Stored data entries:
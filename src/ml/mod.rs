// ============================================================
// Layer 5 - ML / Model Layer (Burn)
// ============================================================
// This layer contains ALL Burn framework specific code.
// No other layer builds tensors or modules directly.
//
// What's in this layer:
//
//   lstm.rs        - Recurrent-only builder
//                    LSTM → Dropout → Dense(relu) → Dense(softmax)
//
//   conv_lstm.rs   - Convolutional + recurrent builder
//                    Conv1d(relu) → LSTM → Dense → Dense(sigmoid)
//
//   transformer.rs - Attention-based builder
//                    N × encoder block → pooling → MLP → softmax
//
//   attention.rs   - Multi-head self-attention with a free key
//                    size per head (used by the encoder blocks)
//
//   summary.rs     - Layer-by-layer topology description
//
//   classifier.rs  - Runs a built model and ranks its outputs
//
// Every builder is a thin front-end over Burn's `Config::init`:
// it only chooses layers and hyperparameters. Shape errors are
// whatever Burn raises; `ModelConfig::validate` catches the
// common ones up front with a typed error.
//
// Reference: Burn Book §3 (Building Blocks)

/// Recurrent-only sequence classifier
pub mod lstm;

/// Convolutional feature extractor feeding an LSTM
pub mod conv_lstm;

/// Self-attention encoder stack with an MLP head
pub mod transformer;

/// Multi-head self-attention used by the transformer blocks
pub mod attention;

/// Topology summaries (layer names and output shapes)
pub mod summary;

/// Inference wrapper that turns model outputs into predictions
pub mod classifier;

use burn::prelude::*;
use serde::{Deserialize, Serialize};
use std::fmt;
use thiserror::Error;

use crate::domain::shape::InputShape;
use conv_lstm::ConvLstmConfig;
use lstm::LstmClassifierConfig;
use summary::LayerSummary;
use transformer::TransformerClassifierConfig;

/// Backend used for building, summarising and CPU inference
pub type CpuBackend = burn::backend::NdArray;

/// Backend used when inference runs on the GPU
pub type GpuBackend = burn::backend::Wgpu;

/// Where inference runs.
#[derive(Debug, Clone, Copy, PartialEq, Eq, Default, Serialize, Deserialize)]
#[serde(rename_all = "snake_case")]
pub enum Accelerator {
    /// NdArray backend
    #[default]
    Cpu,
    /// Wgpu backend
    Gpu,
}

// ─── SequenceClassifier ───────────────────────────────────────────────────────
/// Shared surface of every model built here.
///
/// input:  [batch, timesteps, features]
/// output: [batch, output_units] probabilities
pub trait SequenceClassifier<B: Backend>: Module<B> {
    fn probabilities(&self, input: Tensor<B, 3>) -> Tensor<B, 2>;

    /// The per-sample shape the model was built for
    fn input_shape(&self) -> InputShape;

    /// Width of the probability output
    fn output_units(&self) -> usize;
}

// ─── Architecture ─────────────────────────────────────────────────────────────
#[derive(Debug, Clone, Copy, PartialEq, Eq, Hash, Serialize, Deserialize)]
#[serde(rename_all = "snake_case")]
pub enum Architecture {
    Lstm,
    ConvLstm,
    Transformer,
}

impl fmt::Display for Architecture {
    fn fmt(&self, f: &mut fmt::Formatter<'_>) -> fmt::Result {
        let s = match self {
            Architecture::Lstm        => "lstm",
            Architecture::ConvLstm    => "conv-lstm",
            Architecture::Transformer => "transformer",
        };
        f.write_str(s)
    }
}

// ─── ModelConfig ──────────────────────────────────────────────────────────────
// One of the three builder configurations. Serialised with an
// "architecture" tag so a checkpoint directory records which
// builder to call before loading weights.
#[derive(Debug, Clone, Serialize, Deserialize)]
#[serde(tag = "architecture", rename_all = "snake_case")]
pub enum ModelConfig {
    Lstm(LstmClassifierConfig),
    ConvLstm(ConvLstmConfig),
    Transformer(TransformerClassifierConfig),
}

impl ModelConfig {
    pub fn architecture(&self) -> Architecture {
        match self {
            ModelConfig::Lstm(_)        => Architecture::Lstm,
            ModelConfig::ConvLstm(_)    => Architecture::ConvLstm,
            ModelConfig::Transformer(_) => Architecture::Transformer,
        }
    }

    pub fn input_shape(&self) -> InputShape {
        match self {
            ModelConfig::Lstm(c)        => c.input_shape,
            ModelConfig::ConvLstm(c)    => c.input_shape,
            ModelConfig::Transformer(c) => c.input_shape,
        }
    }

    /// Layer topology implied by this configuration
    pub fn layers(&self) -> Vec<LayerSummary> {
        match self {
            ModelConfig::Lstm(c)        => c.layers(),
            ModelConfig::ConvLstm(c)    => c.layers(),
            ModelConfig::Transformer(c) => c.layers(),
        }
    }

    pub fn validate(&self) -> Result<(), ModelConfigError> {
        match self {
            ModelConfig::Lstm(c)        => c.validate(),
            ModelConfig::ConvLstm(c)    => c.validate(),
            ModelConfig::Transformer(c) => c.validate(),
        }
    }
}

// ─── ModelConfigError ─────────────────────────────────────────────────────────
#[derive(Debug, Error, PartialEq)]
pub enum ModelConfigError {
    #[error("input shape {0} has an empty dimension")]
    EmptyInputShape(InputShape),

    #[error("a classifier needs at least one output class")]
    NoOutputClasses,

    #[error("{layer} must have at least one unit")]
    ZeroUnits { layer: &'static str },

    #[error("{name} must be in [0, 1), got {value}")]
    InvalidDropout { name: &'static str, value: f64 },

    #[error("kernel size {kernel_size} is longer than the {timesteps} input time steps")]
    KernelTooLong { kernel_size: usize, timesteps: usize },
}

pub(crate) fn check_input(shape: InputShape, output_classes: usize) -> Result<(), ModelConfigError> {
    if shape.is_empty() {
        return Err(ModelConfigError::EmptyInputShape(shape));
    }
    if output_classes == 0 {
        return Err(ModelConfigError::NoOutputClasses);
    }
    Ok(())
}

pub(crate) fn check_units(layer: &'static str, units: usize) -> Result<(), ModelConfigError> {
    if units == 0 {
        return Err(ModelConfigError::ZeroUnits { layer });
    }
    Ok(())
}

pub(crate) fn check_dropout(name: &'static str, value: f64) -> Result<(), ModelConfigError> {
    if !(0.0..1.0).contains(&value) {
        return Err(ModelConfigError::InvalidDropout { name, value });
    }
    Ok(())
}

#[cfg(test)]
mod tests {
    use super::*;

    #[test]
    fn test_config_json_records_architecture() {
        let cfg = ModelConfig::ConvLstm(ConvLstmConfig::new(InputShape::new(500, 3), 1));
        let json = serde_json::to_value(&cfg).unwrap();
        assert_eq!(json["architecture"], "conv_lstm");

        let back: ModelConfig = serde_json::from_value(json).unwrap();
        assert_eq!(back.architecture(), Architecture::ConvLstm);
        assert_eq!(back.input_shape(), InputShape::new(500, 3));
    }

    #[test]
    fn test_validate_rejects_empty_shape() {
        let cfg = ModelConfig::Lstm(LstmClassifierConfig::new(InputShape::new(0, 3), 9));
        assert_eq!(
            cfg.validate(),
            Err(ModelConfigError::EmptyInputShape(InputShape::new(0, 3)))
        );
    }

    #[test]
    fn test_validate_rejects_bad_dropout() {
        let cfg = ModelConfig::Transformer(
            TransformerClassifierConfig::new(InputShape::new(50, 3), 9).with_dropout(1.0),
        );
        assert!(matches!(
            cfg.validate(),
            Err(ModelConfigError::InvalidDropout { name: "dropout", .. })
        ));
    }

    #[test]
    fn test_architecture_display_matches_cli_names() {
        assert_eq!(Architecture::ConvLstm.to_string(), "conv-lstm");
        assert_eq!(Architecture::Transformer.to_string(), "transformer");
    }
}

Assignment: Give back every line of the data exactly.

Result:
filename src/ml/mod.rs
// ============================================================
// Layer 5 - ML / Model Layer (Burn)
// ============================================================
// This layer contains ALL Burn framework specific code.
// No other layer builds tensors or modules directly.
//
// What's in this layer:
//
//   lstm.rs        - Recurrent-only builder
//                    LSTM → Dropout → Dense(relu) → Dense(softmax)
//
//   conv_lstm.rs   - Convolutional + recurrent builder
//                    Conv1d(relu) → LSTM → Dense → Dense(sigmoid)
//
//   transformer.rs - Attention-based builder
//                    N × encoder block → pooling → MLP → softmax
//
//   attention.rs   - Multi-head self-attention with a free key
//                    size per head (used by the encoder blocks)
//
//   summary.rs     - Layer-by-layer topology description
//
//   classifier.rs  - Runs a built model and ranks its outputs
//
// Every builder is a thin front-end over Burn's `Config::init`:
// it only chooses layers and hyperparameters. Shape errors are
// whatever Burn raises; `ModelConfig::validate` catches the
// common ones up front with a typed error.
//
// Reference: Burn Book §3 (Building Blocks)

/// Recurrent-only sequence classifier
pub mod lstm;

/// Convolutional feature extractor feeding an LSTM
pub mod conv_lstm;

/// Self-attention encoder stack with an MLP head
pub mod transformer;

/// Multi-head self-attention used by the transformer blocks
pub mod attention;

/// Topology summaries (layer names and output shapes)
pub mod summary;

/// Inference wrapper that turns model outputs into predictions
pub mod classifier;

use burn::prelude::*;
use serde::{Deserialize, Serialize};
use std::fmt;
use thiserror::Error;

use crate::domain::shape::InputShape;
use conv_lstm::ConvLstmConfig;
use lstm::LstmClassifierConfig;
use summary::LayerSummary;
use transformer::TransformerClassifierConfig;

/// Backend used for building, summarising and CPU inference
pub type CpuBackend = burn::backend::NdArray;

/// Backend used when inference runs on the GPU
pub type GpuBackend = burn::backend::Wgpu;

/// Where inference runs.
#[derive(Debug, Clone, Copy, PartialEq, Eq, Default, Serialize, Deserialize)]
#[serde(rename_all = "snake_case")]
pub enum Accelerator {
    /// NdArray backend
    #[default]
    Cpu,
    /// Wgpu backend
    Gpu,
}

// ─── SequenceClassifier ───────────────────────────────────────────────────────
/// Shared surface of every model built here.
///
/// input:  [batch, timesteps, features]
/// output: [batch, output_units] probabilities
pub trait SequenceClassifier<B: Backend>: Module<B> {
    fn probabilities(&self, input: Tensor<B, 3>) -> Tensor<B, 2>;

    /// The per-sample shape the model was built for
    fn input_shape(&self) -> InputShape;

    /// Width of the probability output
    fn output_units(&self) -> usize;
}

// ─── Architecture ─────────────────────────────────────────────────────────────
#[derive(Debug, Clone, Copy, PartialEq, Eq, Hash, Serialize, Deserialize)]
#[serde(rename_all = "snake_case")]
pub enum Architecture {
    Lstm,
    ConvLstm,
    Transformer,
}

impl fmt::Display for Architecture {
    fn fmt(&self, f: &mut fmt::Formatter<'_>) -> fmt::Result {
        let s = match self {
            Architecture::Lstm        => "lstm",
            Architecture::ConvLstm    => "conv-lstm",
            Architecture::Transformer => "transformer",
        };
        f.write_str(s)
    }
}

// ─── ModelConfig ──────────────────────────────────────────────────────────────
// One of the three builder configurations. Serialised with an
// "architecture" tag so a checkpoint directory records which
// builder to call before loading weights.
#[derive(Debug, Clone, Serialize, Deserialize)]
#[serde(tag = "architecture", rename_all = "snake_case")]
pub enum ModelConfig {
    Lstm(LstmClassifierConfig),
    ConvLstm(ConvLstmConfig),
    Transformer(TransformerClassifierConfig),
}

impl ModelConfig {
    pub fn architecture(&self) -> Architecture {
        match self {
            ModelConfig::Lstm(_)        => Architecture::Lstm,
            ModelConfig::ConvLstm(_)    => Architecture::ConvLstm,
            ModelConfig::Transformer(_) => Architecture::Transformer,
        }
    }

    pub fn input_shape(&self) -> InputShape {
        match self {
            ModelConfig::Lstm(c)        => c.input_shape,
            ModelConfig::ConvLstm(c)    => c.input_shape,
            ModelConfig::Transformer(c) => c.input_shape,
        }
    }

    /// Layer topology implied by this configuration
    pub fn layers(&self) -> Vec<LayerSummary> {
        match self {
            ModelConfig::Lstm(c)        => c.layers(),
            ModelConfig::ConvLstm(c)    => c.layers(),
            ModelConfig::Transformer(c) => c.layers(),
        }
    }

    pub fn validate(&self) -> Result<(), ModelConfigError> {
        match self {
            ModelConfig::Lstm(c)        => c.validate(),
            ModelConfig::ConvLstm(c)    => c.validate(),
            ModelConfig::Transformer(c) => c.validate(),
        }
    }
}

// ─── ModelConfigError ─────────────────────────────────────────────────────────
#[derive(Debug, Error, PartialEq)]
pub enum ModelConfigError {
    #[error("input shape {0} has an empty dimension")]
    EmptyInputShape(InputShape),

    #[error("a classifier needs at least one output class")]
    NoOutputClasses,

    #[error("{layer} must have at least one unit")]
    ZeroUnits { layer: &'static str },

    #[error("{name} must be in [0, 1), got {value}")]
    InvalidDropout { name: &'static str, value: f64 },

    #[error("kernel size {kernel_size} is longer than the {timesteps} input time steps")]
    KernelTooLong { kernel_size: usize, timesteps: usize },
}

pub(crate) fn check_input(shape: InputShape, output_classes: usize) -> Result<(), ModelConfigError> {
    if shape.is_empty() {
        return Err(ModelConfigError::EmptyInputShape(shape));
    }
    if output_classes == 0 {
        return Err(ModelConfigError::NoOutputClasses);
    }
    Ok(())
}

pub(crate) fn check_units(layer: &'static str, units: usize) -> Result<(), ModelConfigError> {
    if units == 0 {
        return Err(ModelConfigError::ZeroUnits { layer });
    }
    Ok(())
}

pub(crate) fn check_dropout(name: &'static str, value: f64) -> Result<(), ModelConfigError> {
    if !(0.0..1.0).contains(&value) {
        return Err(ModelConfigError::InvalidDropout { name, value });
    }
    Ok(())
}

#[cfg(test)]
mod tests {
    use super::*;

    #[test]
    fn test_config_json_records_architecture() {
        let cfg = ModelConfig::ConvLstm(ConvLstmConfig::new(InputShape::new(500, 3), 1));
        let json = serde_json::to_value(&cfg).unwrap();
        assert_eq!(json["architecture"], "conv_lstm");

        let back: ModelConfig = serde_json::from_value(json).unwrap();
        assert_eq!(back.architecture(), Architecture::ConvLstm);
        assert_eq!(back.input_shape(), InputShape::new(500, 3));
    }

    #[test]
    fn test_validate_rejects_empty_shape() {
        let cfg = ModelConfig::Lstm(LstmClassifierConfig::new(InputShape::new(0, 3), 9));
        assert_eq!(
            cfg.validate(),
            Err(ModelConfigError::EmptyInputShape(InputShape::new(0, 3)))
        );
    }

    #[test]
    fn test_validate_rejects_bad_dropout() {
        let cfg = ModelConfig::Transformer(
            TransformerClassifierConfig::new(InputShape::new(50, 3), 9).with_dropout(1.0),
        );
        assert!(matches!(
            cfg.validate(),
            Err(ModelConfigError::InvalidDropout { name: "dropout", .. })
        ));
    }

    #[test]
    fn test_architecture_display_matches_cli_names() {
        assert_eq!(Architecture::ConvLstm.to_string(), "conv-lstm");
        assert_eq!(Architecture::Transformer.to_string(), "transformer");
    }
}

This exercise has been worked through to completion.